The synthetic division table is:
$$ \begin{array}{c|rrrr}-4&2&12&14&-3\\& & -8& -16& \color{black}{8} \\ \hline &\color{blue}{2}&\color{blue}{4}&\color{blue}{-2}&\color{orangered}{5} \end{array} $$The solution is:
$$ \frac{ 2x^{3}+12x^{2}+14x-3 }{ x+4 } = \color{blue}{2x^{2}+4x-2} ~+~ \frac{ \color{red}{ 5 } }{ x+4 } $$Step 1 : Write down the coefficients of the dividend into division table. Put the zero from $ x + 4 = 0 $ ( $ x = \color{blue}{ -4 } $ ) at the left.
$$ \begin{array}{c|rrrr}\color{blue}{-4}&2&12&14&-3\\& & & & \\ \hline &&&& \end{array} $$Step 1 : Bring down the leading coefficient to the bottom row.
$$ \begin{array}{c|rrrr}-4&\color{orangered}{ 2 }&12&14&-3\\& & & & \\ \hline &\color{orangered}{2}&&& \end{array} $$Step 2 : Multiply by the number on the left, and carry the result into the next column: $ \color{blue}{ -4 } \cdot \color{blue}{ 2 } = \color{blue}{ -8 } $.
$$ \begin{array}{c|rrrr}\color{blue}{-4}&2&12&14&-3\\& & \color{blue}{-8} & & \\ \hline &\color{blue}{2}&&& \end{array} $$Step 3 : Add down last column: $ \color{orangered}{ 12 } + \color{orangered}{ \left( -8 \right) } = \color{orangered}{ 4 } $
$$ \begin{array}{c|rrrr}-4&2&\color{orangered}{ 12 }&14&-3\\& & \color{orangered}{-8} & & \\ \hline &2&\color{orangered}{4}&& \end{array} $$Step 4 : Multiply by the number on the left, and carry the result into the next column: $ \color{blue}{ -4 } \cdot \color{blue}{ 4 } = \color{blue}{ -16 } $.
$$ \begin{array}{c|rrrr}\color{blue}{-4}&2&12&14&-3\\& & -8& \color{blue}{-16} & \\ \hline &2&\color{blue}{4}&& \end{array} $$Step 5 : Add down last column: $ \color{orangered}{ 14 } + \color{orangered}{ \left( -16 \right) } = \color{orangered}{ -2 } $
$$ \begin{array}{c|rrrr}-4&2&12&\color{orangered}{ 14 }&-3\\& & -8& \color{orangered}{-16} & \\ \hline &2&4&\color{orangered}{-2}& \end{array} $$Step 6 : Multiply by the number on the left, and carry the result into the next column: $ \color{blue}{ -4 } \cdot \color{blue}{ \left( -2 \right) } = \color{blue}{ 8 } $.

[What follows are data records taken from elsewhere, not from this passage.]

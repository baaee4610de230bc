//! Contains [`TypedTable`], the normalized result of a datastore query.

use crate::error::LvMeteoError;
use crate::query::error::ValidationError;
use crate::types::observer::{PipelineObserver, PipelineWarning};
use polars::prelude::{DataFrame, DataType};

/// A wrapper around a Polars `DataFrame` holding one datastore result with every
/// column coerced to its declared type.
///
/// Column dtypes follow the field metadata of the response:
///
/// | field type  | Polars dtype                         |
/// |-------------|--------------------------------------|
/// | `text`      | `String`                             |
/// | `numeric`   | `Float64`                            |
/// | `timestamp` | `Datetime(Milliseconds, None)` (UTC) |
///
/// Values that could not be coerced, and keys missing from a record, are null.
///
/// A table may designate one column as its index. The index column stays in the
/// frame; the wrapper only remembers its name and guarantees its values are
/// unique.
///
/// Instances are obtained from [`crate::LvMeteo::table`], [`crate::LvMeteo::sql`]
/// or, when the pivot is skipped, [`crate::LvMeteo::series`].
#[derive(Debug, Clone)]
pub struct TypedTable {
    /// The underlying Polars frame.
    pub frame: DataFrame,
    index: Option<String>,
}

impl TypedTable {
    pub fn new(frame: DataFrame) -> Self {
        Self { frame, index: None }
    }

    /// A table with no columns and no rows.
    pub fn empty() -> Self {
        Self::new(DataFrame::empty())
    }

    pub fn frame(&self) -> &DataFrame {
        &self.frame
    }

    pub fn into_frame(self) -> DataFrame {
        self.frame
    }

    pub fn height(&self) -> usize {
        self.frame.height()
    }

    pub fn is_empty(&self) -> bool {
        self.frame.height() == 0
    }

    pub fn column_names(&self) -> Vec<String> {
        self.frame
            .get_column_names()
            .iter()
            .map(|name| name.to_string())
            .collect()
    }

    pub fn has_column(&self, name: &str) -> bool {
        self.frame.get_column_index(name).is_some()
    }

    /// Name of the index column, if one was set.
    pub fn index_column(&self) -> Option<&str> {
        self.index.as_deref()
    }

    /// Designates `column` as the index of this table.
    ///
    /// A missing column is not an error: the observer receives
    /// [`PipelineWarning::IndexColumnNotFound`] and the table is returned
    /// unindexed. Empty tables are returned unchanged.
    ///
    /// # Errors
    ///
    /// Returns [`ValidationError::DuplicateIndex`] if the column holds repeated
    /// values.
    pub fn with_index(
        mut self,
        column: &str,
        observer: &dyn PipelineObserver,
    ) -> Result<Self, LvMeteoError> {
        if self.is_empty() {
            return Ok(self);
        }
        if !self.has_column(column) {
            observer.on_warning(PipelineWarning::IndexColumnNotFound(column.to_string()));
            return Ok(self);
        }
        let unique = self
            .frame
            .column(column)?
            .as_materialized_series()
            .n_unique()?;
        if unique != self.frame.height() {
            return Err(ValidationError::DuplicateIndex {
                column: column.to_string(),
            }
            .into());
        }
        self.index = Some(column.to_string());
        Ok(self)
    }

    /// Returns the single row whose index value equals `key`.
    ///
    /// `None` if the table has no index or no row matches.
    pub fn lookup(&self, key: &str) -> Result<Option<DataFrame>, LvMeteoError> {
        let Some(index) = &self.index else {
            return Ok(None);
        };
        let as_text = self.frame.column(index)?.cast(&DataType::String)?;
        let position = as_text.str()?.into_iter().position(|v| v == Some(key));
        Ok(position.map(|row| self.frame.slice(row as i64, 1)))
    }
}

impl From<TypedTable> for DataFrame {
    fn from(table: TypedTable) -> Self {
        table.frame
    }
}
pub mod pivot;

$$ \begin{array}{c|rrrr}\color{blue}{-4}&2&12&14&-3\\& & -8& -16& \color{blue}{8} \\ \hline &2&4&\color{blue}{-2}& \end{array} $$Step 7 : Add down last column: $ \color{orangered}{ -3 } + \color{orangered}{ 8 } = \color{orangered}{ 5 } $
$$ \begin{array}{c|rrrr}-4&2&12&14&\color{orangered}{ -3 }\\& & -8& -16& \color{orangered}{8} \\ \hline &\color{blue}{2}&\color{blue}{4}&\color{blue}{-2}&\color{orangered}{5} \end{array} $$Bottom line represents the quotient $ \color{blue}{ 2x^{2}+4x-2 } $ with a remainder of $ \color{red}{ 5 } $.